Three bridges (h1, h2, and h3) cascaded in series make up the circuit diagram of the seven-level inverter depicted in Fig. 1. It also has twelve switches. Any bridge has the capacity to produce voltage V. When two bridges are operated, 2V is produced; when three bridges are run, 3V is produced; and the sum of their respective negative values results in seven levels of voltage. An advanced inverter that produces high-quality AC voltage waveforms with seven unique voltage levels is a symmetrical seven-level multi-level inverter. The symmetric distribution of these levels around zero leads to the accurate and balanced creation of waveforms. This kind of inverter greatly reduces harmonic distortion by simulating a sinusoidal waveform with several DC voltage sources or capacitors and suitable switching mechanisms. Benefits include superior power output quality, enhanced power transmission efficiency, less strain on linked devices, and enhanced power system performance overall, which makes it perfect for grid-connected power production, renewable energy systems, and motor drives. These inverters, however, are more complicated and call for higher performance switching devices, sophisticated control schemes, and additional components. In conclusion, a symmetrical seven-level multi-level inverter is an effective solution for applications requiring high-quality power conversion and transmission since it reduces harmonic distortion and improves power quality. Power semiconductor devices and other components are arranged in a certain way to provide the seven voltage levels that are needed in the output waveform while building a symmetrical seven-level multi-level inverter. This inverter is constructed using a symmetrical cascaded H-bridge topology by joining three single full bridge inverters in series. Three equal-amplitude voltage sources are needed for each bridge, which is made up of four switches (IGBTs in this example) with anti-parallel diodes.

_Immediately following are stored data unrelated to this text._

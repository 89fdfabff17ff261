//! winit event translation into the platform-agnostic input model.

use winit::dpi::PhysicalPosition;
use winit::event::{ElementState, MouseButton as WinitMouseButton, MouseScrollDelta, WindowEvent};
use winit::keyboard::ModifiersState;

use crate::input::{
    InputEvent,
    InputState,
    Modifiers,
    MouseButton,
    MouseButtonState,
    MouseWheelDelta,
    PointerButtonEvent,
    PointerMoveEvent,
};

/// Pointer-relevant part of `event`, in logical pixels at `scale_factor`.
///
/// Button and wheel events carry no position or modifiers in winit 0.30, so
/// both come from the tracked `state`.
pub(crate) fn input_event(scale_factor: f64, state: &InputState, event: &WindowEvent) -> Option<InputEvent> {
    let ev = match event {
        WindowEvent::ModifiersChanged(m) => InputEvent::ModifiersChanged(modifiers(m.state())),
        WindowEvent::Focused(focused) => InputEvent::Focused(*focused),
        WindowEvent::CursorEntered { .. } => InputEvent::PointerEntered,
        WindowEvent::CursorLeft { .. } => InputEvent::PointerLeft,
        WindowEvent::CursorMoved { position, .. } => {
            let (x, y) = logical(scale_factor, *position);
            InputEvent::PointerMoved(PointerMoveEvent { x, y })
        }
        WindowEvent::MouseInput { state: pressed, button, .. } => {
            let (x, y) = state.pointer_pos.unwrap_or_default();
            InputEvent::PointerButton(PointerButtonEvent {
                button: mouse_button(*button),
                state: match pressed {
                    ElementState::Pressed => MouseButtonState::Pressed,
                    ElementState::Released => MouseButtonState::Released,
                },
                x,
                y,
                modifiers: state.modifiers,
            })
        }
        WindowEvent::MouseWheel { delta, .. } => InputEvent::MouseWheel {
            delta: wheel_delta(scale_factor, *delta),
            modifiers: state.modifiers,
        },
        _ => return None,
    };
    Some(ev)
}

fn logical(scale_factor: f64, pos: PhysicalPosition<f64>) -> (f32, f32) {
    let p = pos.to_logical::<f64>(scale_factor);
    (p.x as f32, p.y as f32)
}

fn wheel_delta(scale_factor: f64, delta: MouseScrollDelta) -> MouseWheelDelta {
    match delta {
        MouseScrollDelta::LineDelta(x, y) => MouseWheelDelta::Line { x, y },
        MouseScrollDelta::PixelDelta(p) => {
            let (x, y) = logical(scale_factor, p);
            MouseWheelDelta::Pixel { x, y }
        }
    }
}

fn modifiers(m: ModifiersState) -> Modifiers {
    Modifiers { shift: m.shift_key(), ctrl: m.control_key(), alt: m.alt_key(), meta: m.super_key() }
}

fn mouse_button(b: WinitMouseButton) -> MouseButton {
    match b {
        WinitMouseButton::Left => MouseButton::Left,
        WinitMouseButton::Right => MouseButton::Right,
        WinitMouseButton::Middle => MouseButton::Middle,
        WinitMouseButton::Back => MouseButton::Other(3),
        WinitMouseButton::Forward => MouseButton::Other(4),
        WinitMouseButton::Other(v) => MouseButton::Other(v),
    }
}
//! Cameras and camera controllers.
//!
//! Exactly one [`Camera`] is active per surface. Zoom is expressed as the
//! camera's scale (`zoom = 1 / scale`), so enlarging the scene is the same as
//! shrinking the camera. [`OrbitControls`] turns pointer drags and wheel input
//! into camera motion with optional damping.

mod camera;
mod orbit;

pub use camera::{Camera, Projection, CAMERA_DEPTH, CAMERA_DISTANCE};
pub use orbit::{OrbitConfig, OrbitControls};
//! Native window host.
//!
//! [`Sketch`] opens a window through the engine runtime and drives a
//! [`Renderer`] from its frames: window events become observer
//! notifications, canvas pointer input is routed to the context, and the
//! scene, text labels and control panel are drawn with wgpu.

use std::rc::Rc;
use std::sync::Arc;

use log::{error, info};
use nabu_engine::coords::Vec2;
use nabu_engine::core::{App, AppControl, FrameCtx};
use nabu_engine::device::GpuInit;
use nabu_engine::input::MouseButton;
use nabu_engine::logging::{init_logging, LoggingConfig};
use nabu_engine::overlay::ZIndex;
use nabu_engine::render::overlay::{RoundedRectRenderer, TextRenderer};
use nabu_engine::render::world::WorldRenderer;
use nabu_engine::window::{CursorIcon, Runtime, RuntimeConfig};
use nabu_ui::prelude::{Panel, UiInput};
use winit::dpi::LogicalSize;
use winit::event::WindowEvent;

use crate::ctx::Ctx;
use crate::pointer::CanvasPointer;
use crate::renderer::{
    FocusBehaviour, FrameOutcome, HostEvent, ObserverHub, RenderBackend, Renderer, RendererConfig, SceneView,
};
use crate::theme::Theme;

/// Builder for a windowed sketch.
///
/// ```rust,ignore
/// Sketch::new()
///     .title("orbit")
///     .theme(Theme::Light)
///     .run(|ctx| {
///         ctx.sphere().radius(40.0);
///         ctx.orbit(OrbitConfig::default());
///         Ok(())
///     })
/// ```
#[derive(Debug, Clone)]
pub struct Sketch {
    title: String,
    renderer: RendererConfig,
    gpu: GpuInit,
    logging: LoggingConfig,
}

impl Default for Sketch {
    fn default() -> Self {
        Self {
            title: "nabu sketch".to_string(),
            renderer: RendererConfig::default(),
            gpu: GpuInit::default(),
            logging: LoggingConfig::default(),
        }
    }
}

impl Sketch {
    pub fn new() -> Self {
        Self::default()
    }

    pub fn title(mut self, title: impl Into<String>) -> Self {
        self.title = title.into();
        self
    }

    /// Initial window size in logical pixels.
    pub fn size(mut self, width: f32, height: f32) -> Self {
        self.renderer = self.renderer.initial_size(width, height);
        self
    }

    pub fn font(mut self, bytes: impl Into<Arc<[u8]>>) -> Self {
        self.renderer = self.renderer.font(bytes);
        self
    }

    pub fn theme(mut self, theme: Theme) -> Self {
        self.renderer = self.renderer.theme(theme);
        self
    }

    pub fn focus_behaviour(mut self, focus: FocusBehaviour) -> Self {
        self.renderer = self.renderer.focus(focus);
        self
    }

    pub fn pixel_ratio(mut self, ratio: f32) -> Self {
        self.renderer = self.renderer.pixel_ratio(ratio);
        self
    }

    /// 4x MSAA on (default) or off.
    pub fn antialias(mut self, on: bool) -> Self {
        self.gpu = self.gpu.antialias(on);
        self
    }

    pub fn logging(mut self, logging: LoggingConfig) -> Self {
        self.logging = logging;
        self
    }

    #[inline]
    pub fn renderer_config(&self) -> &RendererConfig {
        &self.renderer
    }

    /// Builds the scene with `setup`, then opens the window and blocks until
    /// it closes. A failing `setup` returns before any window appears.
    pub fn run(self, setup: impl FnOnce(&mut Ctx) -> anyhow::Result<()>) -> anyhow::Result<()> {
        init_logging(self.logging);

        let size = self.renderer.initial_size;
        let hub = ObserverHub::new();
        let renderer = Renderer::new(self.renderer, hub.clone(), setup)?;
        info!("opening \"{}\" at {}x{}", self.title, size.width, size.height);

        let runtime = RuntimeConfig {
            title: self.title,
            initial_size: LogicalSize::new(size.width as f64, size.height as f64),
        };
        Runtime::run(runtime, self.gpu, SketchApp::new(renderer, hub))
    }
}

struct SketchApp {
    renderer: Renderer,
    hub: Rc<ObserverHub>,
    world: WorldRenderer,
    rects: RoundedRectRenderer,
    text: TextRenderer,
    panel: Panel,
    pointer: CanvasPointer,
    started: bool,
}

impl SketchApp {
    fn new(renderer: Renderer, hub: Rc<ObserverHub>) -> Self {
        Self {
            renderer,
            hub,
            world: WorldRenderer::new(),
            rects: RoundedRectRenderer::new(),
            text: TextRenderer::new(),
            panel: Panel::new(),
            pointer: CanvasPointer::new(),
            started: false,
        }
    }

    /// Reports a size or scale change the renderer has not seen yet.
    fn sync_size(&self, frame: &FrameCtx<'_, '_>) {
        let (width, height) = frame.window.logical_size();
        let pixel_ratio = frame.window.scale_factor();
        let element = self.renderer.element();
        let size = element.size();
        if size.width != width || size.height != height || element.pixel_ratio() != pixel_ratio {
            self.hub.notify(HostEvent::Resize { width, height, pixel_ratio });
        }
    }
}

impl App for SketchApp {
    fn on_window_event(&mut self, event: &WindowEvent) -> AppControl {
        match event {
            WindowEvent::Resized(size) => {
                // A desktop window has no partial visibility: minimized reports
                // zero size and counts as out of view. Repeats are idempotent.
                let ratio = if size.width == 0 || size.height == 0 { 0.0 } else { 1.0 };
                self.hub.notify(HostEvent::Intersection { ratio });
            }
            WindowEvent::Occluded(occluded) => {
                self.hub.notify(HostEvent::PageVisibility { visible: !occluded });
            }
            WindowEvent::CursorEntered { .. } => self.hub.notify(HostEvent::Hover(true)),
            WindowEvent::CursorLeft { .. } => self.hub.notify(HostEvent::Hover(false)),
            WindowEvent::CloseRequested => {
                self.renderer.dispose();
                return AppControl::Continue;
            }
            _ => return AppControl::Continue,
        }
        self.renderer.pump_events();
        AppControl::Continue
    }

    fn on_frame(&mut self, frame: &mut FrameCtx<'_, '_>) -> AppControl {
        if self.renderer.is_disposed() {
            return AppControl::Exit;
        }
        self.sync_size(frame);
        self.renderer.element_mut().attach();

        let panel = &self.panel;
        let on_panel = |p: Vec2| panel.hit(p) || panel.owns_pointer();
        if let Err(e) = self.pointer.route(self.renderer.ctx_mut(), frame.input, frame.input_frame, on_panel) {
            error!("click handler failed: {e:#}");
        }
        frame.window.set_cursor(if self.pointer.is_dragging() { CursorIcon::Grabbing } else { CursorIcon::Default });

        let ui_input = UiInput {
            mouse_pos: frame.input.pointer(),
            mouse_pressed: frame.input.button_down(MouseButton::Left),
            mouse_went_down: frame.input_frame.buttons_pressed.contains(&MouseButton::Left),
            mouse_went_up: frame.input_frame.buttons_released.contains(&MouseButton::Left),
        };

        let timestamp_ms = frame.time.timestamp_ms;
        let mut backend = WgpuBackend {
            frame,
            world: &mut self.world,
            rects: &mut self.rects,
            text: &mut self.text,
            panel: &mut self.panel,
            ui_input: &ui_input,
            control: AppControl::Continue,
        };
        let result = if self.started {
            self.renderer.frame(timestamp_ms, &mut backend)
        } else {
            self.started = true;
            self.renderer.start(timestamp_ms, &mut backend)
        };
        let control = backend.control;

        match result {
            Ok(FrameOutcome::Disposed) => AppControl::Exit,
            Ok(_) => control,
            Err(e) => {
                error!("frame failed: {e:#}");
                control
            }
        }
    }

    fn wants_redraw(&self) -> bool {
        self.renderer.needs_animation() || self.renderer.needs_frame()
    }
}

/// Draws a [`SceneView`] into the current window frame: world first, then
/// panel rects, then labels and panel text in one overlay list.
struct WgpuBackend<'f, 'a, 'w> {
    frame: &'f mut FrameCtx<'a, 'w>,
    world: &'f mut WorldRenderer,
    rects: &'f mut RoundedRectRenderer,
    text: &'f mut TextRenderer,
    panel: &'f mut Panel,
    ui_input: &'f UiInput,
    control: AppControl,
}

impl RenderBackend for WgpuBackend<'_, '_, '_> {
    fn render(&mut self, view: &SceneView<'_>) -> anyhow::Result<()> {
        let Self { frame, world, rects, text, panel, ui_input, control } = self;

        world.prepare(view.scene, view.camera, view.size);

        // The panel clears its list on every frame, so labels go in afterwards.
        let viewport = Vec2::new(view.size.width, view.size.height);
        match view.controls.build(view.font, view.theme) {
            Some(mut root) => {
                panel.frame(&mut root, viewport, ui_input, view.fonts);
            }
            None => panel.draw_list().clear(),
        }
        if let Some(font) = view.font {
            let list = panel.draw_list();
            for label in world.labels() {
                let origin = label.anchor - Vec2::new(0.0, label.size * 0.5);
                list.push_text(ZIndex::LABELS, label.text.clone(), font, label.size, label.color, origin, None);
            }
        }

        let (camera, lighting, fonts) = (view.camera, view.lighting, view.fonts);
        let overlay = panel.draw_list();
        *control = frame.render(view.background, |rctx, target| {
            world.render(rctx, target, camera, lighting);
            rects.render(rctx, target, overlay);
            text.render(rctx, target, overlay, fonts);
        });
        Ok(())
    }
}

Twelve switches in total and three voltage sources are needed for this design. It is a more traditional technique, but it is simpler than other topologies because it does not require clamping diodes or capacitors. To guarantee the inverter generates high-quality and efficient waveforms for applications such as motor drives and renewable energy systems, meticulous attention to component selection, circuit layout, and control algorithms is required throughout construction and design. The switching states of proposed inverter are as given in the Table 1 above. In the table, 1 indicates the switch is in ON state and 0 shows the switch is in OFF state.

For the voltage level 3V the switches S1, S4, S5, S8, S9 and S12are in ON state and switches S2, S3, S6, S7, S10 and S11 are in OFF state. For the voltage level 2V the switches S1, S4, S5, S8, S11 and S12are in ON state and switches S2, S3, S6, S7, S9 and S10 are in OFF state. For the voltage level V, the switches S1, S4, S7, S8, S11and S12are in ON state and switches S2, S3, S5, S6, S9 and S10 are in OFF state. For the voltage level 0V the switches S3, S4, S7, S8, S11and S12 are in ON state and switches S1, S2, S5, S6, S9 andS10 are in OFF state. For the voltage level -V the switches S2, S3, S7, S8, S11 and S12 are in ON state and switches S1, S4, S5, S6, S9 and S10 are in OFF state. For the voltage level -2V the switches S2, S3, S6, S7, S11and S12 are in ON state and switches S1, S4, S5, S8, S9 and S10 are in OFF state. For the voltage level -3V the switches S2, S3, S6, S7, S10 and S11 are in ON state and switches S1, S4, S5, S8, S9 and S12 are in OFF state.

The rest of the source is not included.